On the same day, another young woman faced harassment in Lahore. A video shows two girls along with a child sitting on the back seat of a motorcycle-rickshaw that was stuck in a traffic jam as people were celebrating Independence Day. A man suddenly jumped onto the rickshaw and forcibly kissed one of the girls, while other people enjoyed the scene. Tragically, there was not even a single person who could try to stop the idiot.
In spite of arresting the accused, law-enforcement authorities indulge in gender bias as displayed by the Lahore city police chief in the Lahore-Sialkot Motorway rape case in 2020. In our patriarchal society, a woman is considered a creature who “entices” or “provokes” men.
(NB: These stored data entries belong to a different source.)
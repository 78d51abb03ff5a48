//! End-to-end session flows against mocked remote services.
//!
//! Covers the full scan/smooth/rank/export lifecycle and the state
//! invariants the session guarantees after every transition.

use reefguard_runtime::bounds::{BoundingBox, DEFAULT_VIEWPORT};
use reefguard_runtime::config::RuntimeConfig;
use reefguard_runtime::error::ReefError;
use reefguard_runtime::events::ReefEvent;
use reefguard_runtime::session::GridSession;
use serde_json::json;
use wiremock::matchers::{method, path};
use wiremock::{Mock, MockServer, ResponseTemplate};

/// Deterministic health spread with values across all buckets.
fn spread(row: usize, col: usize) -> u8 {
    ((row * 13 + col * 7) % 101) as u8
}

fn wire_grid(n: usize, health: impl Fn(usize, usize) -> u8) -> serde_json::Value {
    let rows: Vec<Vec<serde_json::Value>> = (0..n)
        .map(|r| {
            (0..n)
                .map(|c| {
                    json!({
                        "coordinates": [r, c],
                        "health_score": health(r, c),
                        "species_count": (r + c) as u32,
                        "water_temp_c": 27.5,
                    })
                })
                .collect()
        })
        .collect();
    json!({ "grid": rows, "raw_point_count": 137 })
}

/// The full ascending-health ordering the ranking service would return.
fn wire_ranking(n: usize, health: impl Fn(usize, usize) -> u8) -> serde_json::Value {
    let mut cells: Vec<(usize, usize, u8)> = Vec::with_capacity(n * n);
    for r in 0..n {
        for c in 0..n {
            cells.push((r, c, health(r, c)));
        }
    }
    cells.sort_by_key(|&(_, _, h)| h);

    let ordered: Vec<serde_json::Value> = cells
        .into_iter()
        .map(|(r, c, h)| {
            json!({
                "coordinates": [r, c],
                "health_score": h,
                "species_count": (r + c) as u32,
                "water_temp_c": 27.5,
            })
        })
        .collect();
    json!({ "urgent_restoration_needed": ordered })
}

fn session_for(server: &MockServer) -> GridSession {
    let config = RuntimeConfig::default()
        .with_overrides(Some(&server.uri()), Some(2_000))
        .unwrap();
    GridSession::new(&config)
}

async fn mount_grid(server: &MockServer, body: serde_json::Value) {
    Mock::given(method("GET"))
        .and(path("/ocean-matrix"))
        .respond_with(ResponseTemplate::new(200).set_body_json(body))
        .mount(server)
        .await;
}

async fn mount_ranking(server: &MockServer, body: serde_json::Value) {
    Mock::given(method("GET"))
        .and(path("/restoration-roadmap"))
        .respond_with(ResponseTemplate::new(200).set_body_json(body))
        .mount(server)
        .await;
}

fn assert_close(a: f64, b: f64) {
    assert!((a - b).abs() < 1e-9, "{a} != {b}");
}

#[tokio::test]
async fn scan_installs_grid_with_fixed_span_bounds() {
    let server = MockServer::start().await;
    mount_grid(&server, wire_grid(10, |_, _| 50)).await;

    let mut session = session_for(&server);
    let summary = session.scan().await.unwrap();

    assert_eq!(summary.dimension, 10);
    assert_eq!(summary.raw_point_count, 137);

    let state = session.state();
    assert!(!state.grid().is_empty());
    assert_eq!(state.grid().cell_count(), 100);

    // Target box: fixed 0.30 span centered on the default viewport centroid.
    let bounds = state.active_bounds().unwrap();
    assert_close(bounds.max_lat - bounds.min_lat, 0.30);
    assert_close(bounds.max_lon - bounds.min_lon, 0.30);
    let (vlat, vlon) = DEFAULT_VIEWPORT.centroid();
    let (blat, blon) = bounds.centroid();
    assert_close(vlat, blat);
    assert_close(vlon, blon);

    // Fresh scan: nothing derived yet.
    assert!(state.smoothed().is_none());
    assert!(state.ranking().is_none());
    assert!(!state.scan_complete());
    assert!(!state.rank_complete());
    assert!(!state.request_in_flight());
}

#[tokio::test]
async fn uniform_grid_stats_scenario() {
    let server = MockServer::start().await;
    mount_grid(&server, wire_grid(10, |_, _| 50)).await;

    let mut session = session_for(&server);
    session.scan().await.unwrap();

    let stats = session.stats().unwrap();
    assert_eq!(stats.avg, 50);
    assert_eq!(stats.distribution.moderate, 100);
    assert_eq!(stats.distribution.critical, 0);
    assert_eq!(stats.distribution.warning, 0);
    assert_eq!(stats.distribution.healthy, 0);
    assert_eq!(stats.distribution.pristine, 0);
}

#[tokio::test]
async fn sequential_scans_are_independent_fetches() {
    let server = MockServer::start().await;
    mount_grid(&server, wire_grid(10, |_, _| 50)).await;

    let mut session = session_for(&server);
    session.scan().await.unwrap();
    session.scan().await.unwrap();

    let requests = server.received_requests().await.unwrap();
    assert_eq!(requests.len(), 2);
}

#[tokio::test]
async fn failed_scan_clears_grid_and_bounds() {
    let server = MockServer::start().await;
    Mock::given(method("GET"))
        .and(path("/ocean-matrix"))
        .respond_with(ResponseTemplate::new(200).set_body_json(wire_grid(10, |_, _| 50)))
        .up_to_n_times(1)
        .mount(&server)
        .await;

    let mut session = session_for(&server);
    session.scan().await.unwrap();
    assert!(!session.state().grid().is_empty());

    // Second scan hits no mock and gets a 404.
    let err = session.scan().await.unwrap_err();
    assert!(matches!(err, ReefError::NetworkUnreachable(_)));

    let state = session.state();
    assert!(state.grid().is_empty());
    assert!(state.active_bounds().is_none());
    assert!(!state.request_in_flight());
}

#[tokio::test]
async fn undecodable_scan_response_is_malformed() {
    let server = MockServer::start().await;
    mount_grid(&server, json!({ "unexpected": true })).await;

    let mut session = session_for(&server);
    let err = session.scan().await.unwrap_err();
    assert!(matches!(err, ReefError::MalformedResponse(_)));
    assert!(session.state().grid().is_empty());
    assert!(session.state().active_bounds().is_none());
}

#[tokio::test]
async fn scan_retries_through_transient_5xx() {
    let server = MockServer::start().await;
    Mock::given(method("GET"))
        .and(path("/ocean-matrix"))
        .respond_with(ResponseTemplate::new(500))
        .up_to_n_times(2)
        .mount(&server)
        .await;
    mount_grid(&server, wire_grid(10, |_, _| 50)).await;

    let mut session = session_for(&server);
    session.scan().await.unwrap();
    assert_eq!(session.state().grid().cell_count(), 100);

    let requests = server.received_requests().await.unwrap();
    assert_eq!(requests.len(), 3);
}

#[tokio::test]
async fn rank_stores_full_ordering_verbatim() {
    let server = MockServer::start().await;
    mount_grid(&server, wire_grid(10, spread)).await;
    mount_ranking(&server, wire_ranking(10, spread)).await;

    let mut session = session_for(&server);
    session.scan().await.unwrap();
    session.rank().await.unwrap();

    let state = session.state();
    assert!(state.rank_complete());

    let ranking = state.ranking().unwrap();
    assert_eq!(ranking.len(), state.grid().cell_count());
    for pair in ranking.windows(2) {
        assert!(pair[0].health <= pair[1].health);
    }

    let csv = session.export_ranking().unwrap();
    assert!(csv.starts_with("Rank,Row,Col,Health Score\n"));
    assert_eq!(csv.lines().count(), 101);
    let first = csv.lines().nth(1).unwrap();
    assert!(first.starts_with("1,"));
}

#[tokio::test]
async fn rank_is_rejected_after_completion() {
    let server = MockServer::start().await;
    mount_grid(&server, wire_grid(10, spread)).await;
    mount_ranking(&server, wire_ranking(10, spread)).await;

    let mut session = session_for(&server);
    session.scan().await.unwrap();
    session.rank().await.unwrap();

    let err = session.rank().await.unwrap_err();
    assert!(matches!(err, ReefError::PreconditionUnmet(_)));
    // The stored ranking is untouched.
    assert_eq!(session.state().ranking().unwrap().len(), 100);
}

#[tokio::test]
async fn rank_without_a_scan_is_rejected() {
    let server = MockServer::start().await;
    let mut session = session_for(&server);

    let err = session.rank().await.unwrap_err();
    assert!(matches!(err, ReefError::PreconditionUnmet(_)));
    assert!(server.received_requests().await.unwrap().is_empty());
}

#[tokio::test]
async fn truncated_ranking_is_malformed() {
    let server = MockServer::start().await;
    mount_grid(&server, wire_grid(10, spread)).await;

    // A roadmap with only the ten worst sectors instead of the full ordering.
    let mut truncated = wire_ranking(10, spread);
    let list = truncated["urgent_restoration_needed"]
        .as_array_mut()
        .unwrap();
    list.truncate(10);
    mount_ranking(&server, truncated).await;

    let mut session = session_for(&server);
    session.scan().await.unwrap();

    let err = session.rank().await.unwrap_err();
    assert!(matches!(err, ReefError::MalformedResponse(_)));
    assert!(session.state().ranking().is_none());
    assert!(!session.state().rank_complete());
    // The active grid is unaffected by a rank failure.
    assert!(!session.state().grid().is_empty());
}

#[tokio::test]
async fn new_scan_invalidates_all_derived_state() {
    let server = MockServer::start().await;
    mount_grid(&server, wire_grid(10, spread)).await;
    mount_ranking(&server, wire_ranking(10, spread)).await;

    let mut session = session_for(&server);
    session.scan().await.unwrap();
    session.smooth().unwrap();
    session.rank().await.unwrap();

    let state = session.state();
    assert!(state.smoothed().is_some());
    assert!(state.ranking().is_some());
    assert!(state.scan_complete());
    assert!(state.rank_complete());

    session.scan().await.unwrap();

    let state = session.state();
    assert!(state.smoothed().is_none());
    assert!(state.ranking().is_none());
    assert!(!state.scan_complete());
    assert!(!state.rank_complete());
}

#[tokio::test]
async fn session_emits_scan_and_rank_notifications() {
    let server = MockServer::start().await;
    mount_grid(&server, wire_grid(10, spread)).await;
    mount_ranking(&server, wire_ranking(10, spread)).await;

    let mut session = session_for(&server);
    let mut rx = session.subscribe();

    session.scan().await.unwrap();
    match rx.try_recv().unwrap() {
        ReefEvent::ScanComplete {
            raw_point_count, ..
        } => {
            assert_eq!(raw_point_count, 137);
        }
        other => panic!("unexpected event: {other:?}"),
    }

    session.rank().await.unwrap();
    match rx.try_recv().unwrap() {
        ReefEvent::RankComplete { sector_count } => assert_eq!(sector_count, 100),
        other => panic!("unexpected event: {other:?}"),
    }
}

#[tokio::test]
async fn failed_scan_emits_failure_notice() {
    let server = MockServer::start().await;
    let mut session = session_for(&server);
    let mut rx = session.subscribe();

    let _ = session.scan().await;

    match rx.try_recv().unwrap() {
        ReefEvent::ScanFailed { error } => {
            assert!(error.contains("unreachable"));
        }
        other => panic!("unexpected event: {other:?}"),
    }
}

#[tokio::test]
async fn viewport_override_changes_scanned_area() {
    let server = MockServer::start().await;
    mount_grid(&server, wire_grid(10, |_, _| 50)).await;

    let mut session = session_for(&server);
    let viewport = BoundingBox::new(-18.4, -18.0, 147.0, 147.6).unwrap();
    session.update_viewport(viewport);
    session.scan().await.unwrap();

    let bounds = session.state().active_bounds().unwrap();
    let (vlat, vlon) = viewport.centroid();
    let (blat, blon) = bounds.centroid();
    assert_close(vlat, blat);
    assert_close(vlon, blon);
    assert_close(bounds.max_lat - bounds.min_lat, 0.30);
}
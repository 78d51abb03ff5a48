//! Rank orchestration: server-authoritative restoration priority.

use crate::error::{ReefError, ReefResult};
use crate::events::ReefEvent;
use crate::grid::types::SectorCell;

use super::GridSession;

impl GridSession {
    /// Request the degradation ranking for the active grid's bounds and
    /// store the ordered result verbatim (this core does not re-sort).
    ///
    /// One-shot per scan: once a ranking is stored, a new scan is required
    /// before ranking again. Uses the active bounds, never the viewport, so
    /// the ranking reflects exactly the scanned area.
    pub async fn rank(&mut self) -> ReefResult<&[SectorCell]> {
        if self.state.request_in_flight {
            return Err(ReefError::Busy);
        }
        let Some(bounds) = self.state.active_bounds else {
            return Err(ReefError::PreconditionUnmet("no active grid to rank".into()));
        };
        if self.state.rank_complete {
            return Err(ReefError::PreconditionUnmet(
                "active grid is already ranked; scan again to re-rank".into(),
            ));
        }

        let expected = self.state.grid.cell_count();
        self.state.request_in_flight = true;
        let result = self.api.fetch_ranking(&bounds, expected).await;
        self.state.request_in_flight = false;

        match result {
            Ok(cells) => {
                self.state.rank_complete = true;
                tracing::info!("ranking stored: {} sectors", cells.len());
                self.events.emit(ReefEvent::RankComplete {
                    sector_count: cells.len(),
                });
                Ok(self.state.ranking.insert(cells).as_slice())
            }
            Err(e) => {
                tracing::warn!("rank failed: {e}");
                self.events.emit(ReefEvent::RankFailed {
                    error: e.to_string(),
                });
                Err(e)
            }
        }
    }
}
This approach should be changed.
A newspaper writes: “In the Aug 14 incident, a number of arrests have been made, with the government vowing that more suspects will be taken into custody. One hopes the perpetrators meted out the exemplary punishment they deserve. However, nothing will change in the long run. This country will remain unsafe for women, and gender-based violence will continue to be massively underreported because victims do not want to risk being pilloried in the court of public opinion. Pakistani society has a problem; it needs to acknowledge it. But there are also many who are outraged and sickened by what they see around them. Their voices must be heeded, and the state should take the lead in changing a deeply misogynistic narrative”.
Women should be considered equal citizens of the state, who have rights under the Constitution and severe punishment should be given to those who indulge in rapes, harassment and violence against women and children. The state should educate people about the rights of women through the media. Without observing ethics, law and morality, no society can sustain. Pakistani society should adhere to the principles if it wants to flourish. Otherwise, there would be a real chaotic situation in the coming days.